Fostering has hurt, hurt deeply, but that is a price she is willing to pay. She goes without, sacrificing her own welfare, her own well-being on behalf of the orphan and I’m talking about basic needs like food and sleep.
Because of these things, she needs me. She desperately needs me to be the strong husband and man that God has called me to be. She needs me to love her as Christ loved the Church, to wash her in the water of the word. (Ephesians 5:25-26) She needs me to place no demands on her, to find my fulfillment in Christ, to deny sin and self. My sinful weakness has no place in this call. Loving a foster mama demands faith and I could never do it well apart from Christ. Her tenacity confronts me with a question.
Can I show the grace I proclaim to have received myself and that she so desperately needs?
She challenges me. I sometimes joke, sort of, that I don’t even like kids. Because I write about these topics, because I preach about them, I often get the press. Frequently, much is made of me. Yet, she is the engine that drives our family’s commitment to the orphan. Had it not been for her gentle encouragement, we’d likely have stopped after our first son and I would never have known the others.

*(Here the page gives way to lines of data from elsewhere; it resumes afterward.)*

// SPDX-License-Identifier: AGPL-3.0-or-later
//
// Copyright (C) 2026 Relational Network

//! Certification catalog endpoints.
//!
//! Catalog rows are shared reference data with no owner: reads are open to
//! anyone and mutations carry no privilege check. Restricting mutations to
//! administrators would need a role field the user model does not have.

use axum::{
    extract::{Path, State},
    http::StatusCode,
    Json,
};

use crate::{
    error::ApiError,
    models::{
        CertificationListResponse, CertificationMutationResponse, CreateCertificationRequest,
        DeleteResponse, UpdateCertificationRequest,
    },
    state::AppState,
};

/// List every certification in the catalog.
#[utoipa::path(
    get,
    path = "/v1/certifications",
    tag = "Certifications",
    responses((status = 200, body = CertificationListResponse))
)]
pub async fn list_certifications(
    State(state): State<AppState>,
) -> Result<Json<CertificationListResponse>, ApiError> {
    let store = state.store.read().await;
    let certifications = store.list_certifications();

    tracing::info!(count = certifications.len(), "retrieved certifications");
    Ok(Json(CertificationListResponse { certifications }))
}

/// Add a certification definition to the catalog.
#[utoipa::path(
    post,
    path = "/v1/certifications",
    tag = "Certifications",
    request_body = CreateCertificationRequest,
    responses((status = 201, body = CertificationMutationResponse))
)]
pub async fn create_certification(
    State(state): State<AppState>,
    Json(request): Json<CreateCertificationRequest>,
) -> Result<(StatusCode, Json<CertificationMutationResponse>), ApiError> {
    let mut store = state.store.write().await;
    let certification = store.create_certification(request);

    tracing::info!(
        certification_id = certification.certification_id,
        "created certification"
    );

    Ok((
        StatusCode::CREATED,
        Json(CertificationMutationResponse {
            message: "Certification created successfully".to_string(),
            certification_id: certification.certification_id,
        }),
    ))
}

/// Replace a catalog entry's fields.
#[utoipa::path(
    put,
    path = "/v1/certifications/{certification_id}",
    tag = "Certifications",
    params(("certification_id" = i64, Path, description = "Catalog entry to update")),
    request_body = UpdateCertificationRequest,
    responses(
        (status = 200, body = CertificationMutationResponse),
        (status = 404, description = "Certification not found"),
    )
)]
pub async fn update_certification(
    Path(certification_id): Path<i64>,
    State(state): State<AppState>,
    Json(request): Json<UpdateCertificationRequest>,
) -> Result<Json<CertificationMutationResponse>, ApiError> {
    let mut store = state.store.write().await;
    let certification = store.update_certification(certification_id, request)?;

    tracing::info!(
        certification_id = certification.certification_id,
        "updated certification"
    );

    Ok(Json(CertificationMutationResponse {
        message: "Certification updated successfully".to_string(),
        certification_id: certification.certification_id,
    }))
}

/// Remove a catalog entry.
#[utoipa::path(
    delete,
    path = "/v1/certifications/{certification_id}",
    tag = "Certifications",
    params(("certification_id" = i64, Path, description = "Catalog entry to delete")),
    responses(
        (status = 200, body = DeleteResponse),
        (status = 404, description = "Certification not found"),
    )
)]
pub async fn delete_certification(
    Path(certification_id): Path<i64>,
    State(state): State<AppState>,
) -> Result<Json<DeleteResponse>, ApiError> {
    let mut store = state.store.write().await;
    store.delete_certification(certification_id)?;

    tracing::info!(certification_id, "deleted certification");

    Ok(Json(DeleteResponse {
        message: "Delete successful".to_string(),
        rows_deleted: 1,
    }))
}
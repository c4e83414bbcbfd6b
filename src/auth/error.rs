// SPDX-License-Identifier: AGPL-3.0-or-later
//
// Copyright (C) 2026 Relational Network

//! Authentication errors.

use axum::{
    http::StatusCode,
    response::{IntoResponse, Response},
    Json,
};
use serde::Serialize;

use crate::error::ApiError;

/// Classified authentication error.
///
/// Every failure of the authorization guard maps to exactly one of these
/// variants before any HTTP status is chosen, so an ownership or token
/// problem can never surface as a generic internal error.
#[derive(Debug, PartialEq, Eq)]
pub enum AuthError {
    /// No token present where the operation's contract requires one
    MissingToken,
    /// Signature verification failed, the token is malformed, or the
    /// subject claim is not a numeric id
    InvalidToken,
    /// Signature is valid but the expiry has passed
    TokenExpired,
    /// Issuer-side failure (key or claim construction)
    Internal(String),
}

#[derive(Serialize)]
struct AuthErrorBody {
    error: String,
    error_code: String,
}

impl AuthError {
    /// Get the error code for this error.
    pub fn error_code(&self) -> &'static str {
        match self {
            AuthError::MissingToken => "missing_token",
            AuthError::InvalidToken => "invalid_token",
            AuthError::TokenExpired => "token_expired",
            AuthError::Internal(_) => "internal_error",
        }
    }

    /// Get the HTTP status code for this error.
    pub fn status_code(&self) -> StatusCode {
        match self {
            AuthError::MissingToken => StatusCode::BAD_REQUEST,
            AuthError::InvalidToken => StatusCode::FORBIDDEN,
            AuthError::TokenExpired => StatusCode::UNAUTHORIZED,
            AuthError::Internal(_) => StatusCode::INTERNAL_SERVER_ERROR,
        }
    }
}

impl std::fmt::Display for AuthError {
    fn fmt(&self, f: &mut std::fmt::Formatter<'_>) -> std::fmt::Result {
        match self {
            AuthError::MissingToken => write!(f, "Missing JWT token"),
            AuthError::InvalidToken => write!(f, "Invalid token"),
            AuthError::TokenExpired => write!(f, "Token expired"),
            AuthError::Internal(msg) => write!(f, "Internal authentication error: {msg}"),
        }
    }
}

impl std::error::Error for AuthError {}

impl IntoResponse for AuthError {
    fn into_response(self) -> Response {
        let status = self.status_code();
        let body = Json(AuthErrorBody {
            error: self.to_string(),
            error_code: self.error_code().to_string(),
        });
        (status, body).into_response()
    }
}

/// Handlers that guard a body-carried token return `ApiError`; the
/// classified status and message carry over unchanged.
impl From<AuthError> for ApiError {
    fn from(e: AuthError) -> Self {
        ApiError::new(e.status_code(), e.to_string())
    }
}

#[cfg(test)]
mod tests {
    use super::*;
    use axum::body::to_bytes;

    #[tokio::test]
    async fn missing_token_returns_400() {
        let response = AuthError::MissingToken.into_response();
        assert_eq!(response.status(), StatusCode::BAD_REQUEST);

        let body_bytes = to_bytes(response.into_body(), usize::MAX).await.unwrap();
        let body: serde_json::Value = serde_json::from_slice(&body_bytes).unwrap();
        assert_eq!(body["error"], "Missing JWT token");
        assert_eq!(body["error_code"], "missing_token");
    }

    #[test]
    fn expired_returns_401_and_invalid_returns_403() {
        assert_eq!(AuthError::TokenExpired.status_code(), StatusCode::UNAUTHORIZED);
        assert_eq!(AuthError::InvalidToken.status_code(), StatusCode::FORBIDDEN);
    }

    #[test]
    fn converts_to_api_error_with_same_status() {
        let api: ApiError = AuthError::TokenExpired.into();
        assert_eq!(api.status, StatusCode::UNAUTHORIZED);
        assert_eq!(api.message, "Token expired");
    }
}
// SPDX-License-Identifier: AGPL-3.0-or-later
//
// Copyright (C) 2026 Relational Network

//! The authorization guard applied by every protected operation.
//!
//! Each operation's contract fixes where the bearer token travels: either
//! the `Authorization` header or a `token` field in the JSON body, never
//! both. Both locations run through the same pipeline: locate the token,
//! fail fast with a 400 when it is absent, otherwise delegate to
//! [`TokenService::validate`] and bind the extracted identity for the rest
//! of the request. The guard completes before any store access.
//!
//! Header-carried tokens use the `Auth` extractor:
//!
//! ```rust,ignore
//! async fn my_handler(Auth(user): Auth) -> impl IntoResponse {
//!     // user is AuthenticatedUser
//! }
//! ```
//!
//! Body-carried tokens use [`authorize_body_token`] as the first statement
//! of the handler.

use axum::{
    extract::FromRequestParts,
    http::{header::AUTHORIZATION, request::Parts},
};

use super::{AuthError, AuthenticatedUser, TokenService};
use crate::state::AppState;

/// Extractor for operations that carry the token in the Authorization
/// header.
///
/// Accepts both a bare token and the `Bearer <token>` form; the header
/// name match is case-insensitive per HTTP semantics.
pub struct Auth(pub AuthenticatedUser);

impl FromRequestParts<AppState> for Auth {
    type Rejection = AuthError;

    async fn from_request_parts(parts: &mut Parts, state: &AppState) -> Result<Self, Self::Rejection> {
        // An identity placed in extensions upstream wins.
        if let Some(user) = parts.extensions.get::<AuthenticatedUser>().cloned() {
            return Ok(Auth(user));
        }

        let header = parts
            .headers
            .get(AUTHORIZATION)
            .ok_or(AuthError::MissingToken)?
            .to_str()
            .map_err(|_| AuthError::InvalidToken)?;

        let token = bearer_token(header);
        if token.is_empty() {
            return Err(AuthError::MissingToken);
        }

        let user = state.tokens.validate(token)?;
        Ok(Auth(user))
    }
}

/// Guard for operations whose contract carries the token in the request
/// body.
///
/// A missing or empty token fails fast with [`AuthError::MissingToken`]
/// without invoking the validator.
pub fn authorize_body_token(
    tokens: &TokenService,
    token: Option<&str>,
) -> Result<AuthenticatedUser, AuthError> {
    let token = token
        .map(str::trim)
        .filter(|t| !t.is_empty())
        .ok_or(AuthError::MissingToken)?;
    tokens.validate(token)
}

fn bearer_token(header: &str) -> &str {
    header.strip_prefix("Bearer ").unwrap_or(header).trim()
}

#[cfg(test)]
mod tests {
    use super::*;
    use crate::state::AppState;
    use crate::store::InMemoryStore;
    use axum::http::Request;

    fn test_state() -> AppState {
        AppState::new(
            InMemoryStore::new(),
            TokenService::from_secret("extractor-test-secret").unwrap(),
        )
    }

    fn parts_with_header(value: Option<&str>) -> Parts {
        let mut builder = Request::builder().uri("/test");
        if let Some(value) = value {
            builder = builder.header("Authorization", value);
        }
        builder.body(()).unwrap().into_parts().0
    }

    #[tokio::test]
    async fn missing_header_fails_with_missing_token() {
        let state = test_state();
        let mut parts = parts_with_header(None);

        let result = Auth::from_request_parts(&mut parts, &state).await;
        assert!(matches!(result, Err(AuthError::MissingToken)));
    }

    #[tokio::test]
    async fn bare_token_is_accepted() {
        let state = test_state();
        let token = state.tokens.issue(7, "alice123").unwrap();
        let mut parts = parts_with_header(Some(&token));

        let Auth(user) = Auth::from_request_parts(&mut parts, &state).await.unwrap();
        assert_eq!(user.user_id, 7);
        assert_eq!(user.username, "alice123");
    }

    #[tokio::test]
    async fn bearer_prefixed_token_is_accepted() {
        let state = test_state();
        let token = state.tokens.issue(7, "alice123").unwrap();
        let mut parts = parts_with_header(Some(&format!("Bearer {token}")));

        let Auth(user) = Auth::from_request_parts(&mut parts, &state).await.unwrap();
        assert_eq!(user.user_id, 7);
    }

    #[tokio::test]
    async fn garbage_token_fails_with_invalid_token() {
        let state = test_state();
        let mut parts = parts_with_header(Some("Bearer complete-nonsense"));

        let result = Auth::from_request_parts(&mut parts, &state).await;
        assert!(matches!(result, Err(AuthError::InvalidToken)));
    }

    #[tokio::test]
    async fn extractor_prefers_extensions() {
        let state = test_state();
        let mut parts = parts_with_header(None);

        let user = AuthenticatedUser {
            user_id: 99,
            username: "from_middleware".to_string(),
            expires_at: 0,
        };
        parts.extensions.insert(user);

        let Auth(user) = Auth::from_request_parts(&mut parts, &state).await.unwrap();
        assert_eq!(user.user_id, 99);
    }

    #[test]
    fn body_token_guard_fails_fast_when_absent() {
        let tokens = TokenService::from_secret("extractor-test-secret").unwrap();

        assert!(matches!(
            authorize_body_token(&tokens, None),
            Err(AuthError::MissingToken)
        ));
        assert!(matches!(
            authorize_body_token(&tokens, Some("")),
            Err(AuthError::MissingToken)
        ));
        assert!(matches!(
            authorize_body_token(&tokens, Some("   ")),
            Err(AuthError::MissingToken)
        ));
    }

    #[test]
    fn body_token_guard_validates_present_tokens() {
        let tokens = TokenService::from_secret("extractor-test-secret").unwrap();
        let token = tokens.issue(3, "bob").unwrap();

        let user = authorize_body_token(&tokens, Some(&token)).unwrap();
        assert_eq!(user.user_id, 3);

        assert!(matches!(
            authorize_body_token(&tokens, Some("garbage")),
            Err(AuthError::InvalidToken)
        ));
    }
}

“Do you believe what you preach?” is all she ever need ask. Nothing perhaps has stretched out my faith more than fostering and adoption and her relentless pursuit of the least of these has challenged me to be a man of my word, something I’d gladly have allowed myself to slide on years ago. The love of my six sons is my prize for rising to the challenge of loving a foster mama.
Do I actually believe my own convictions?
Loving a foster mama is worth it
Many mothers wilt in their spirit before the mythical “Proverbs 31 Woman” wondering how they could ever live up to such a standard. My wife struggles in this regard, often focusing on her perceived shortcomings.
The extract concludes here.